[Records from a data source]
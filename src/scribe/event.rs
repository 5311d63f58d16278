//! Session event system.
//!
//! Implement [`EventHandler`] to follow a writing session as it runs: model
//! round-trips, state transitions and every tool invocation with its outcome. The
//! binary's console reporter is one such handler; tests use handlers that record what
//! they see.
//!
//! # Event Flow (a session with one tool round)
//!
//! ```text
//! SessionStarted
//!   └─ ModelCallStarted { iteration: 1 }
//!   └─ ModelCallCompleted { iteration: 1, tool_calls: 2 }
//!   └─ StateChanged { AwaitingModelReply -> DispatchingTools }
//!       ├─ ToolCallStarted / ToolCallCompleted (call 1)
//!       └─ ToolCallStarted / ToolCallCompleted (call 2)
//!   └─ StateChanged { DispatchingTools -> AwaitingModelReply }
//!   └─ ModelCallStarted { iteration: 2 }
//!   └─ ModelCallCompleted { iteration: 2, tool_calls: 0 }
//!   └─ StateChanged { AwaitingModelReply -> Done }
//! SessionCompleted
//! ```
//!
//! # Example
//!
//! ```rust,no_run
//! use scribe::event::{EventHandler, SessionEvent};
//! use async_trait::async_trait;
//!
//! struct Logger;
//!
//! #[async_trait]
//! impl EventHandler for Logger {
//!     async fn on_session_event(&self, event: &SessionEvent) {
//!         if let SessionEvent::ToolCallCompleted { tool_name, success, .. } = event {
//!             println!("{} -> {}", tool_name, if *success { "ok" } else { "failed" });
//!         }
//!     }
//! }
//! ```

use crate::client_wrapper::TokenUsage;
use crate::orchestrator::SessionState;
use async_trait::async_trait;

/// Something that happened inside a [`SessionOrchestrator`](crate::orchestrator::SessionOrchestrator) run.
#[derive(Debug, Clone)]
pub enum SessionEvent {
    /// The instruction was appended and the first request is about to go out.
    SessionStarted {
        session_id: String,
        model: String,
        /// First ~120 characters of the instruction.
        instruction_preview: String,
        tool_count: usize,
    },

    /// Fired before each gateway request. Iterations are 1-based.
    ModelCallStarted {
        iteration: usize,
        message_count: usize,
    },

    /// Fired after a reply was decoded.
    ModelCallCompleted {
        iteration: usize,
        /// Number of tool calls the reply requested; zero for a final answer.
        tool_calls: usize,
        tokens_used: Option<TokenUsage>,
        /// Length of the reasoning text the provider returned, if any.
        reasoning_length: usize,
    },

    /// The orchestrator moved between states.
    StateChanged { from: SessionState, to: SessionState },

    ToolCallStarted {
        iteration: usize,
        call_id: String,
        tool_name: String,
        arguments: String,
    },

    ToolCallCompleted {
        iteration: usize,
        call_id: String,
        tool_name: String,
        success: bool,
        /// Failure message when `success` is false.
        error: Option<String>,
    },

    /// The model produced its final answer.
    SessionCompleted {
        session_id: String,
        iterations: usize,
        tool_calls_made: usize,
        tokens_used: Option<TokenUsage>,
        response_length: usize,
    },

    /// The run stopped on a gateway error or an exhausted iteration budget.
    SessionFailed {
        session_id: String,
        iterations: usize,
        error: String,
    },
}

/// Receiver for [`SessionEvent`]s.
///
/// The default implementation is a no-op, so a handler only overrides what it needs.
/// Handlers are shared as `Arc<dyn EventHandler>`.
#[async_trait]
pub trait EventHandler: Send + Sync {
    async fn on_session_event(&self, _event: &SessionEvent) {}
}
//! Conversation data model shared by every layer of the session.
//!
//! A [`Session`] is the append-only log of [`Message`]s exchanged with the model for
//! one run. Assistant turns may request tools through [`ToolCall`]s; each call is
//! answered by exactly one [`ToolResult`] carrying either a JSON payload or a typed
//! [`FailureKind`].
//!
//! ```rust
//! use scribe::conversation::{Instruction, Message, Session, ToolCall, ToolResult};
//!
//! let mut session = Session::default();
//! session.push(Message::user(Instruction::from_text("Write two haiku").text()));
//! session.push(Message::assistant_with_calls(
//!     None,
//!     None,
//!     vec![ToolCall::new("call_1", "create_project", r#"{"project_name":"haiku"}"#)],
//! ));
//! assert_eq!(session.unresolved_tool_calls(), vec!["call_1"]);
//!
//! session.push(Message::ToolResult(ToolResult::success(
//!     "call_1",
//!     "create_project",
//!     serde_json::json!({"project": "haiku"}),
//! )));
//! assert!(session.unresolved_tool_calls().is_empty());
//! ```

use serde::{Deserialize, Serialize};
use std::collections::HashMap;
use std::fmt;

/// The user's request for one session, kept as the ordered lines it was captured as.
#[derive(Debug, Clone, PartialEq, Eq)]
pub struct Instruction {
    lines: Vec<String>,
}

impl Instruction {
    /// Build an instruction from already captured lines.
    pub fn from_lines(lines: Vec<String>) -> Self {
        Self { lines }
    }

    /// Wrap a complete instruction string. Splitting on `\n` keeps the text verbatim.
    pub fn from_text(text: &str) -> Self {
        Self {
            lines: text.split('\n').map(str::to_string).collect(),
        }
    }

    pub fn lines(&self) -> &[String] {
        &self.lines
    }

    /// The instruction as a single string, lines joined with `\n`.
    pub fn text(&self) -> String {
        self.lines.join("\n")
    }

    /// `true` when no line carries anything but whitespace.
    pub fn is_blank(&self) -> bool {
        self.lines.iter().all(|line| line.trim().is_empty())
    }

    /// `true` when the whole instruction is one of the interactive quit words.
    pub fn is_quit_request(&self) -> bool {
        let text = self.text();
        matches!(
            text.trim().to_ascii_lowercase().as_str(),
            "quit" | "exit" | "q"
        )
    }
}

impl fmt::Display for Instruction {
    fn fmt(&self, f: &mut fmt::Formatter<'_>) -> fmt::Result {
        f.write_str(&self.text())
    }
}

/// A model-issued request to run a named tool.
#[derive(Debug, Clone, PartialEq, Eq, Serialize, Deserialize)]
pub struct ToolCall {
    /// Provider-assigned identifier, unique within the session.
    pub id: String,
    /// Name of the tool in the registry.
    pub name: String,
    /// Argument payload as JSON text, exactly as the model produced it.
    pub arguments: String,
}

impl ToolCall {
    pub fn new(id: impl Into<String>, name: impl Into<String>, arguments: impl Into<String>) -> Self {
        Self {
            id: id.into(),
            name: name.into(),
            arguments: arguments.into(),
        }
    }

    /// Parse the argument payload. An empty payload is read as an empty object.
    pub fn parse_arguments(&self) -> Result<serde_json::Value, serde_json::Error> {
        if self.arguments.trim().is_empty() {
            return Ok(serde_json::Value::Object(serde_json::Map::new()));
        }
        serde_json::from_str(&self.arguments)
    }
}

/// Why a tool call could not produce a success payload.
#[derive(Debug, Clone, Copy, PartialEq, Eq, Hash, Serialize, Deserialize)]
#[serde(rename_all = "snake_case")]
pub enum FailureKind {
    /// No tool with the requested name is registered.
    UnknownTool,
    /// The argument payload does not satisfy the tool's declared parameters.
    InvalidArguments,
    /// The tool ran and reported an error (or panicked).
    ExecutionError,
}

impl fmt::Display for FailureKind {
    fn fmt(&self, f: &mut fmt::Formatter<'_>) -> fmt::Result {
        match self {
            FailureKind::UnknownTool => write!(f, "unknown tool"),
            FailureKind::InvalidArguments => write!(f, "invalid arguments"),
            FailureKind::ExecutionError => write!(f, "execution error"),
        }
    }
}

/// Outcome of a single tool call.
#[derive(Debug, Clone, PartialEq, Serialize, Deserialize)]
#[serde(tag = "status", rename_all = "snake_case")]
pub enum ToolOutcome {
    Success { payload: serde_json::Value },
    Failure { kind: FailureKind, message: String },
}

/// The response bound to exactly one [`ToolCall`].
#[derive(Debug, Clone, PartialEq, Serialize, Deserialize)]
pub struct ToolResult {
    /// Identifier of the call this result answers.
    pub call_id: String,
    /// Name of the tool that was requested (echoed back to the provider).
    pub tool_name: String,
    pub outcome: ToolOutcome,
}

impl ToolResult {
    pub fn success(
        call_id: impl Into<String>,
        tool_name: impl Into<String>,
        payload: serde_json::Value,
    ) -> Self {
        Self {
            call_id: call_id.into(),
            tool_name: tool_name.into(),
            outcome: ToolOutcome::Success { payload },
        }
    }

    pub fn failure(
        call_id: impl Into<String>,
        tool_name: impl Into<String>,
        kind: FailureKind,
        message: impl Into<String>,
    ) -> Self {
        Self {
            call_id: call_id.into(),
            tool_name: tool_name.into(),
            outcome: ToolOutcome::Failure {
                kind,
                message: message.into(),
            },
        }
    }

    pub fn is_success(&self) -> bool {
        matches!(self.outcome, ToolOutcome::Success { .. })
    }

    pub fn failure_kind(&self) -> Option<FailureKind> {
        match &self.outcome {
            ToolOutcome::Success { .. } => None,
            ToolOutcome::Failure { kind, .. } => Some(*kind),
        }
    }

    /// Text handed back to the model as the tool message content.
    ///
    /// String payloads are sent as-is; other payloads as compact JSON. Failures are
    /// wrapped as `{"error": {"kind": ..., "message": ...}}`.
    pub fn to_content(&self) -> String {
        match &self.outcome {
            ToolOutcome::Success { payload } => match payload {
                serde_json::Value::String(text) => text.clone(),
                other => other.to_string(),
            },
            ToolOutcome::Failure { kind, message } => serde_json::json!({
                "error": { "kind": kind, "message": message }
            })
            .to_string(),
        }
    }
}

/// One turn of the conversation.
#[derive(Debug, Clone, PartialEq)]
pub enum Message {
    /// Steering prompt placed ahead of the conversation.
    System { content: String },
    /// Text written by the human user.
    User { content: String },
    /// A model turn: optional text, optional provider reasoning, zero or more tool calls.
    Assistant {
        content: Option<String>,
        reasoning: Option<String>,
        tool_calls: Vec<ToolCall>,
    },
    /// The answer to one tool call.
    ToolResult(ToolResult),
}

impl Message {
    pub fn system(content: impl Into<String>) -> Self {
        Message::System {
            content: content.into(),
        }
    }

    pub fn user(content: impl Into<String>) -> Self {
        Message::User {
            content: content.into(),
        }
    }

    pub fn assistant(content: impl Into<String>) -> Self {
        Message::Assistant {
            content: Some(content.into()),
            reasoning: None,
            tool_calls: Vec::new(),
        }
    }

    pub fn assistant_with_calls(
        content: Option<String>,
        reasoning: Option<String>,
        tool_calls: Vec<ToolCall>,
    ) -> Self {
        Message::Assistant {
            content,
            reasoning,
            tool_calls,
        }
    }

    /// Tool calls carried by an assistant turn; empty for every other variant.
    pub fn tool_calls(&self) -> &[ToolCall] {
        match self {
            Message::Assistant { tool_calls, .. } => tool_calls,
            _ => &[],
        }
    }
}

/// The ordered, append-only conversation for one run.
#[derive(Debug, Clone, Default)]
pub struct Session {
    messages: Vec<Message>,
}

impl Session {
    /// Append a message. There is no way to remove or reorder entries.
    pub fn push(&mut self, message: Message) {
        self.messages.push(message);
    }

    pub fn messages(&self) -> &[Message] {
        &self.messages
    }

    pub fn len(&self) -> usize {
        self.messages.len()
    }

    pub fn is_empty(&self) -> bool {
        self.messages.is_empty()
    }

    /// `true` when any tool call in the session already uses `id`.
    pub fn contains_call_id(&self, id: &str) -> bool {
        self.messages
            .iter()
            .flat_map(|message| message.tool_calls())
            .any(|call| call.id == id)
    }

    /// Identifiers of tool calls that do not have exactly one result, in issuing order.
    ///
    /// An empty vector means the conversation may be sent back to the model.
    pub fn unresolved_tool_calls(&self) -> Vec<&str> {
        let mut answered: HashMap<&str, usize> = HashMap::new();
        for message in &self.messages {
            if let Message::ToolResult(result) = message {
                *answered.entry(result.call_id.as_str()).or_insert(0) += 1;
            }
        }

        self.messages
            .iter()
            .flat_map(|message| message.tool_calls())
            .filter(|call| answered.get(call.id.as_str()).copied().unwrap_or(0) != 1)
            .map(|call| call.id.as_str())
            .collect()
    }

    /// All tool results in the order they were appended.
    pub fn tool_results(&self) -> impl Iterator<Item = &ToolResult> {
        self.messages.iter().filter_map(|message| match message {
            Message::ToolResult(result) => Some(result),
            _ => None,
        })
    }
}
#[tokio::test]
async fn test_run_starts_a_fresh_session() {
    let counter = Arc::new(AtomicUsize::new(0));
    let client = Arc::new(ScriptedClient::new(vec![
        Ok(final_answer("first")),
        Ok(final_answer("second")),
    ]));
    let mut orchestrator = SessionOrchestrator::new(client, test_registry(counter).await);

    orchestrator.run(Instruction::from_text("one")).await.unwrap();
    let report = orchestrator.run(Instruction::from_text("two")).await.unwrap();

    assert_eq!(report.final_answer, "second");
    assert_eq!(orchestrator.session().len(), 2);
    assert_eq!(orchestrator.session().messages()[0], Message::user("two"));
    assert_eq!(orchestrator.transitions().len(), 1);
}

**Assignment:** What the answer needs is every line from the data above with "trim" in it.

**Response area:**
        self.lines.iter().all(|line| line.trim().is_empty())
            text.trim().to_ascii_lowercase().as_str(),
        if self.arguments.trim().is_empty() {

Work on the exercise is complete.